Thursday, November 29, 2012

Adventures In Employment: Fear and Loathing In The Corporate World



From K.L. Hawkins to Z.E.

This morning I was woken up by what sounded like jackbooted Nazi’s stomping around in the overheard apartment. There isn’t enough coffee in the world to prepare one for dealing with the SS before 10 am, otherwise I would have flown up the stairs screaming, “QUIET YOU RAT BASTARDS! I’M A DOCTOR OF JOURNALISM AND IM TRYING TO READ MY TUMBLR FEED IN PEACE!”   
                Sometimes, here at work, I contemplate shoving my fingers into my eye sockets and peeling my face off. Just to have something to do, you know?
Sudoku?  Crunching numbers? Bah! You don’t work in the corporate world long before The Fear starts settling in and then you’ll try everything to wash that stain out of your head. Uppers, downers, grass, mescaline, and a bottle of Patron Silver that’s what you need to get through the day here.
But what can one do? It’s either work this job and maintain a crippling drug addiction or quit and move in to your addict. In the attic I will adapt to the darkness and confined space like one of the fish in the deepest regions of the ocean.
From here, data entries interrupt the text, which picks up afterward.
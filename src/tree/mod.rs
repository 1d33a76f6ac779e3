//! The ordered configuration tree.

mod filter;
mod value;

pub use filter::Inspect;
pub use value::{Opaque, Value, ValueKind, JSON_SERIALIZABLE};

use indexmap::map::{IntoIter, Iter};
use indexmap::IndexMap;
use serde::ser::SerializeMap;
use serde::{Serialize, Serializer};

/// Separator between segments of a configuration path.
pub const PATH_SEPARATOR: char = '.';

/// A node of a [`ConfigTree`]: either a nested tree or a leaf value.
#[derive(Debug, Clone, PartialEq)]
pub enum Node {
    Tree(ConfigTree),
    Value(Value),
}

impl Node {
    pub fn as_tree(&self) -> Option<&ConfigTree> {
        match self {
            Node::Tree(tree) => Some(tree),
            Node::Value(_) => None,
        }
    }

    pub fn as_tree_mut(&mut self) -> Option<&mut ConfigTree> {
        match self {
            Node::Tree(tree) => Some(tree),
            Node::Value(_) => None,
        }
    }

    pub fn as_value(&self) -> Option<&Value> {
        match self {
            Node::Value(value) => Some(value),
            Node::Tree(_) => None,
        }
    }

    /// Flattens the node into a plain value; nested trees become [`Value::Map`].
    pub fn into_value(self) -> Value {
        match self {
            Node::Value(value) => value,
            Node::Tree(tree) => Value::Map(tree.into_mapping()),
        }
    }
}

impl From<ConfigTree> for Node {
    fn from(tree: ConfigTree) -> Self {
        Node::Tree(tree)
    }
}

impl<T: Into<Value>> From<T> for Node {
    fn from(value: T) -> Self {
        Node::Value(value.into())
    }
}

impl Serialize for Node {
    fn serialize<S: Serializer>(&self, serializer: S) -> Result<S::Ok, S::Error> {
        match self {
            Node::Tree(tree) => tree.serialize(serializer),
            Node::Value(value) => value.serialize(serializer),
        }
    }
}

/// An ordered mapping from attribute name to [`Node`].
///
/// Keys are unique within a node and keep insertion order. A tree may be
/// tagged with the name of the group that produced it; the tag takes no part
/// in equality.
#[derive(Debug, Clone, Default)]
pub struct ConfigTree {
    entries: IndexMap<String, Node>,
    group: Option<String>,
}

impl PartialEq for ConfigTree {
    fn eq(&self, other: &Self) -> bool {
        self.entries == other.entries
    }
}

impl ConfigTree {
    pub fn new() -> Self {
        Self::default()
    }

    /// Creates an empty tree tagged with a group name.
    pub fn for_group(group: impl Into<String>) -> Self {
        Self {
            entries: IndexMap::new(),
            group: Some(group.into()),
        }
    }

    /// Normalizes a raw parsed mapping into a tree: every nested
    /// [`Value::Map`] becomes a nested `ConfigTree`.
    pub fn rebuild(raw: IndexMap<String, Value>, group: Option<&str>) -> Self {
        let mut tree = Self {
            entries: IndexMap::with_capacity(raw.len()),
            group: group.map(str::to_owned),
        };
        for (key, value) in raw {
            let node = match value {
                Value::Map(nested) => Node::Tree(Self::rebuild(nested, group)),
                other => Node::Value(other),
            };
            tree.entries.insert(key, node);
        }
        tree
    }

    pub fn group(&self) -> Option<&str> {
        self.group.as_deref()
    }

    /// Returns a copy of this tree tagged with another group.
    ///
    /// Nested trees are copied; leaf values share opaque payloads.
    pub fn copy_for(&self, group: Option<&str>) -> Self {
        let entries = self
            .entries
            .iter()
            .map(|(key, node)| {
                let node = match node {
                    Node::Tree(tree) => Node::Tree(tree.copy_for(group)),
                    Node::Value(value) => Node::Value(value.clone()),
                };
                (key.clone(), node)
            })
            .collect();
        Self {
            entries,
            group: group.map(str::to_owned),
        }
    }

    pub fn len(&self) -> usize {
        self.entries.len()
    }

    pub fn is_empty(&self) -> bool {
        self.entries.is_empty()
    }

    pub fn contains_key(&self, key: &str) -> bool {
        self.entries.contains_key(key)
    }

    pub fn get(&self, key: &str) -> Option<&Node> {
        self.entries.get(key)
    }

    pub fn get_mut(&mut self, key: &str) -> Option<&mut Node> {
        self.entries.get_mut(key)
    }

    /// Returns the nested tree under `key`, if that entry is a tree.
    pub fn subtree(&self, key: &str) -> Option<&ConfigTree> {
        self.entries.get(key).and_then(Node::as_tree)
    }

    pub fn subtree_mut(&mut self, key: &str) -> Option<&mut ConfigTree> {
        self.entries.get_mut(key).and_then(Node::as_tree_mut)
    }

    /// Returns the leaf value under `key`, if that entry is a value.
    pub fn value(&self, key: &str) -> Option<&Value> {
        self.entries.get(key).and_then(Node::as_value)
    }

    /// Inserts or replaces an entry, returning the previous node.
    ///
    /// A replaced key keeps its position.
    pub fn insert(&mut self, key: impl Into<String>, node: impl Into<Node>) -> Option<Node> {
        self.entries.insert(key.into(), node.into())
    }

    /// Removes an entry, preserving the order of the others.
    pub fn remove(&mut self, key: &str) -> Option<Node> {
        self.entries.shift_remove(key)
    }

    pub fn iter(&self) -> Iter<'_, String, Node> {
        self.entries.iter()
    }

    pub fn keys(&self) -> impl Iterator<Item = &str> {
        self.entries.keys().map(String::as_str)
    }

    pub(crate) fn retain(&mut self, keep: impl FnMut(&String, &mut Node) -> bool) {
        self.entries.retain(keep);
    }

    /// Converts the tree into a plain nested mapping.
    pub fn into_mapping(self) -> IndexMap<String, Value> {
        self.entries
            .into_iter()
            .map(|(key, node)| (key, node.into_value()))
            .collect()
    }

    /// Joins path segments with [`PATH_SEPARATOR`].
    pub fn path_join<I, S>(segments: I) -> String
    where
        I: IntoIterator<Item = S>,
        S: AsRef<str>,
    {
        let mut path = String::new();
        for segment in segments {
            if !path.is_empty() {
                path.push(PATH_SEPARATOR);
            }
            path.push_str(segment.as_ref());
        }
        path
    }

    pub fn path_split(path: &str) -> Vec<&str> {
        path.split(PATH_SEPARATOR).collect()
    }

    /// Looks up a node by dotted path relative to this tree.
    pub fn get_path(&self, path: &str) -> Option<&Node> {
        let segments = Self::path_split(path);
        let (last, parents) = segments.split_last()?;
        let mut current = self;
        for segment in parents {
            current = current.subtree(segment)?;
        }
        current.get(last)
    }

    pub fn get_path_mut(&mut self, path: &str) -> Option<&mut Node> {
        let segments = Self::path_split(path);
        let (last, parents) = segments.split_last()?;
        let mut current = self;
        for segment in parents {
            current = current.subtree_mut(segment)?;
        }
        current.get_mut(last)
    }

    /// Inserts a node at a dotted path, creating missing intermediate trees.
    ///
    /// An intermediate entry that holds a value is replaced by a tree.
    pub fn insert_path(&mut self, path: &str, node: impl Into<Node>) -> Option<Node> {
        let segments = Self::path_split(path);
        let (last, parents) = segments.split_last()?;
        let group = self.group.clone();
        let mut current = self;
        for segment in parents {
            if !matches!(current.entries.get(*segment), Some(Node::Tree(_))) {
                let fresh = ConfigTree {
                    entries: IndexMap::new(),
                    group: group.clone(),
                };
                current.entries.insert((*segment).to_owned(), Node::Tree(fresh));
            }
            current = match current.entries.get_mut(*segment) {
                Some(Node::Tree(tree)) => tree,
                _ => return None,
            };
        }
        current.insert(*last, node)
    }
}

impl<'a> IntoIterator for &'a ConfigTree {
    type Item = (&'a String, &'a Node);
    type IntoIter = Iter<'a, String, Node>;

    fn into_iter(self) -> Self::IntoIter {
        self.entries.iter()
    }
}

impl IntoIterator for ConfigTree {
    type Item = (String, Node);
    type IntoIter = IntoIter<String, Node>;

    fn into_iter(self) -> Self::IntoIter {
        self.entries.into_iter()
    }
}

impl<K: Into<String>, N: Into<Node>> FromIterator<(K, N)> for ConfigTree {
    fn from_iter<I: IntoIterator<Item = (K, N)>>(iter: I) -> Self {
        Self {
            entries: iter
                .into_iter()
                .map(|(key, node)| (key.into(), node.into()))
                .collect(),
            group: None,
        }
    }
}

impl std::ops::Index<&str> for ConfigTree {
    type Output = Node;

    fn index(&self, key: &str) -> &Node {
        match self.entries.get(key) {
            Some(node) => node,
            None => panic!("no entry `{key}` in config tree"),
        }
    }
}

impl std::ops::Index<&str> for Node {
    type Output = Node;

    fn index(&self, key: &str) -> &Node {
        match self {
            Node::Tree(tree) => &tree[key],
            Node::Value(_) => panic!("cannot index into a leaf value with `{key}`"),
        }
    }
}

impl Serialize for ConfigTree {
    fn serialize<S: Serializer>(&self, serializer: S) -> Result<S::Ok, S::Error> {
        let mut map = serializer.serialize_map(Some(self.entries.len()))?;
        for (key, node) in &self.entries {
            map.serialize_entry(key, node)?;
        }
        map.end()
    }
}

#[cfg(test)]
mod tests {
    use super::*;

    fn sample() -> ConfigTree {
        let sub: ConfigTree = [("default_value1_of_sub", "TestSub")].into_iter().collect();
        let mut test = ConfigTree::new();
        test.insert("TestSub", sub);
        test.insert("default_value1", "Test");
        [("Test", test)].into_iter().collect()
    }

    #[test]
    fn test_rebuild_nests_maps() {
        let mut inner = IndexMap::new();
        inner.insert("port".to_string(), Value::Int(80));
        let mut raw = IndexMap::new();
        raw.insert("server".to_string(), Value::Map(inner));
        raw.insert("debug".to_string(), Value::Bool(true));

        let tree = ConfigTree::rebuild(raw, Some("app"));
        assert_eq!(tree.group(), Some("app"));
        let server = tree.subtree("server").unwrap();
        assert_eq!(server.group(), Some("app"));
        assert_eq!(server.value("port"), Some(&Value::Int(80)));
        assert_eq!(tree.value("debug"), Some(&Value::Bool(true)));
    }

    #[test]
    fn test_into_mapping_then_rebuild_is_identity() {
        let tree = sample();
        let rebuilt = ConfigTree::rebuild(tree.clone().into_mapping(), None);
        assert_eq!(rebuilt, tree);
        assert_eq!(rebuilt.keys().collect::<Vec<_>>(), vec!["Test"]);
    }

    #[test]
    fn test_path_lookup() {
        let tree = sample();
        assert_eq!(
            tree.get_path("Test.TestSub.default_value1_of_sub"),
            Some(&Node::Value(Value::from("TestSub")))
        );
        assert!(tree.get_path("Test.missing").is_none());
        assert!(tree.get_path("Test.default_value1.deeper").is_none());
    }

    #[test]
    fn test_insert_path_creates_parents() {
        let mut tree = ConfigTree::for_group("g");
        tree.insert("leaf", 1);
        tree.insert_path("leaf.a.b", "x");
        assert_eq!(tree["leaf"]["a"]["b"], Node::from("x"));
        assert_eq!(tree.subtree("leaf").unwrap().group(), Some("g"));

        if let Some(Node::Value(v)) = tree.get_path_mut("leaf.a.b") {
            *v = Value::from("y");
        }
        assert_eq!(tree.get_path("leaf.a.b"), Some(&Node::from("y")));
    }

    #[test]
    fn test_path_join_split() {
        assert_eq!(ConfigTree::path_join(["group", "Test", "Sub"]), "group.Test.Sub");
        assert_eq!(ConfigTree::path_split("a.b"), vec!["a", "b"]);
    }

    #[test]
    fn test_remove_keeps_order() {
        let mut tree: ConfigTree = [("a", 1), ("b", 2), ("c", 3)].into_iter().collect();
        tree.remove("b");
        assert_eq!(tree.keys().collect::<Vec<_>>(), vec!["a", "c"]);
    }
}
I will develop wide luminous eyes and claws for skittering across the floor.  I will find ways to sliver in to crawlspaces and fold in on myself.
                Actually that doesn't sound half bad, compared to huddling in these cubical walls in my tequila stooper , making paper dolls of myself and listening to Russian disco in attempt to look busy should the powers that be choose to stride by.
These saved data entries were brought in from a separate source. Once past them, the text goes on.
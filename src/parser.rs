//! Memoized recursive-descent parser over rule-list grammars.
//!
//! A `Parser` is built once from a grammar and a lexer; construction runs all
//! grammar validation. Each `parse` call lexes the source once, then matches
//! the start symbol against the token list with a fresh memo table, so a
//! parser can be shared freely between calls and threads.

use std::fmt;

use tracing::debug;

use crate::{
    errors::{Error, ErrorKind, Result, SourceContext},
    grammar::Grammar,
    lexer::Lexer,
    token::{Marker, Token, DEFAULT_SOURCE_NAME},
    value::FromToken,
};

mod matcher;
mod memo;
mod validate;

use matcher::Matcher;
use validate::CompiledGrammar;

// ============================================================================
// PUBLIC TYPES
// ============================================================================

/// Per-call options.
#[derive(Debug, Clone, Default)]
pub struct ParseOptions {
    pub source_name: Option<String>,
}

impl ParseOptions {
    pub fn named(source_name: impl Into<String>) -> Self {
        Self {
            source_name: Some(source_name.into()),
        }
    }

    fn source_name(&self) -> &str {
        self.source_name.as_deref().unwrap_or(DEFAULT_SOURCE_NAME)
    }
}

/// Raw result of matching the start symbol.
#[derive(Debug, Clone, PartialEq)]
pub enum ParseOutcome<V> {
    /// The start symbol matched; `next_index` is the first unconsumed token.
    Matched { value: V, next_index: usize },
    /// No rule for the start symbol matched. `furthest` is the token at the
    /// farthest position any terminal was tried, for diagnostics.
    Failed { furthest: Token },
}

impl<V> ParseOutcome<V> {
    pub fn is_ok(&self) -> bool {
        matches!(self, ParseOutcome::Matched { .. })
    }

    pub fn value(&self) -> Option<&V> {
        match self {
            ParseOutcome::Matched { value, .. } => Some(value),
            ParseOutcome::Failed { .. } => None,
        }
    }

    pub fn next_index(&self) -> Option<usize> {
        match self {
            ParseOutcome::Matched { next_index, .. } => Some(*next_index),
            ParseOutcome::Failed { .. } => None,
        }
    }
}

/// What a reducer sees besides the values.
pub struct ReduceContext<'a> {
    pub(crate) marker: Marker,
    pub(crate) tokens: &'a [Token],
    pub(crate) non_terminal: &'a str,
}

impl<'a> ReduceContext<'a> {
    /// Span from the first to the last consumed token.
    pub fn marker(&self) -> &Marker {
        &self.marker
    }

    pub fn tokens(&self) -> &'a [Token] {
        self.tokens
    }

    /// Name of the non-terminal being reduced.
    pub fn non_terminal(&self) -> &'a str {
        self.non_terminal
    }

    /// A parse-fatal error anchored at this reduction's span.
    pub fn error(&self, message: impl Into<String>) -> Error {
        Error::semantic(message, self.marker.clone())
    }
}

// ============================================================================
// PARSER
// ============================================================================

pub struct Parser<V> {
    lexer: Lexer,
    grammar: CompiledGrammar<V>,
}

impl<V: Clone + FromToken> Parser<V> {
    /// Validates `grammar` against the kinds `lexer` can produce.
    pub fn new(grammar: Grammar<V>, lexer: Lexer) -> Result<Self> {
        let grammar = validate::compile(grammar, &lexer)?;
        debug!(
            rules = grammar.rules.len(),
            non_terminals = grammar.non_terminals.len(),
            "built parser"
        );
        Ok(Self { lexer, grammar })
    }

    pub fn with_default_lexer(grammar: Grammar<V>) -> Result<Self> {
        Self::new(grammar, Lexer::default())
    }

    pub fn lexer(&self) -> &Lexer {
        &self.lexer
    }

    /// The token list a parse of `source` would match against.
    pub fn tokens(&self, source: &str, options: &ParseOptions) -> Result<Vec<Token>> {
        let name = options.source_name();
        self.lexer
            .list(source, Some(name))
            .map_err(|e| e.with_source(&SourceContext::new(name, source)))
    }

    /// Matches the start symbol at the first token. The input need not be
    /// fully consumed unless the grammar itself demands EOF.
    pub fn parse(&self, source: &str, options: &ParseOptions) -> Result<ParseOutcome<V>> {
        let name = options.source_name();
        let tokens = self.tokens(source, options)?;
        let mut matcher = Matcher::new(&self.grammar, &tokens);
        let memo = matcher
            .run(self.grammar.start)
            .map_err(|e| e.with_source(&SourceContext::new(name, source)))?;

        let outcome = match memo {
            Some(step) => ParseOutcome::Matched {
                value: step.value,
                next_index: step.next,
            },
            None => {
                let furthest = matcher.furthest().min(tokens.len().saturating_sub(1));
                ParseOutcome::Failed {
                    furthest: tokens[furthest].clone(),
                }
            }
        };
        debug!(
            source = name,
            tokens = tokens.len(),
            matched = outcome.is_ok(),
            next_index = outcome.next_index(),
            "parsed source"
        );
        Ok(outcome)
    }

    /// Like [`Parser::parse`], but a failed match is an error.
    pub fn parse_value(&self, source: &str, options: &ParseOptions) -> Result<V> {
        match self.parse(source, options)? {
            ParseOutcome::Matched { value, .. } => Ok(value),
            ParseOutcome::Failed { furthest } => Err(Error::new(ErrorKind::NoMatch {
                found: furthest.descriptor(),
            })
            .at(furthest.marker)
            .with_source(&SourceContext::new(options.source_name(), source))),
        }
    }
}

impl<V> fmt::Debug for Parser<V> {
    fn fmt(&self, f: &mut fmt::Formatter<'_>) -> fmt::Result {
        f.debug_struct("Parser")
            .field("lexer", &self.lexer)
            .field("start", &self.grammar.non_terminals[self.grammar.start].name)
            .field("rules", &self.grammar.rules.len())
            .finish()
    }
}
This is why I found you asking me if I was on any medication “for my head” so amusing. You see, medically speaking  I am mentally sound. No  “-paths”  or “disorders” to added to my diagnosis. That is the frightening part.  It means that I have no excuse for my behavior.
I am a creative mind stuck in an environment with very little stimulation. It is in these moments that I wish that I was insane, because at least hearing voices that aren’t there would break the monotony.  Instead, I feel like my brain is cannibalizing itself due to the lack of any substance.  There is no money in art. No money in the written word, but surely there is something better than this.
I am working on an escape plan. So far I have gotten "escape plan" written down on a white piece of paper, but the rest shall follow soon!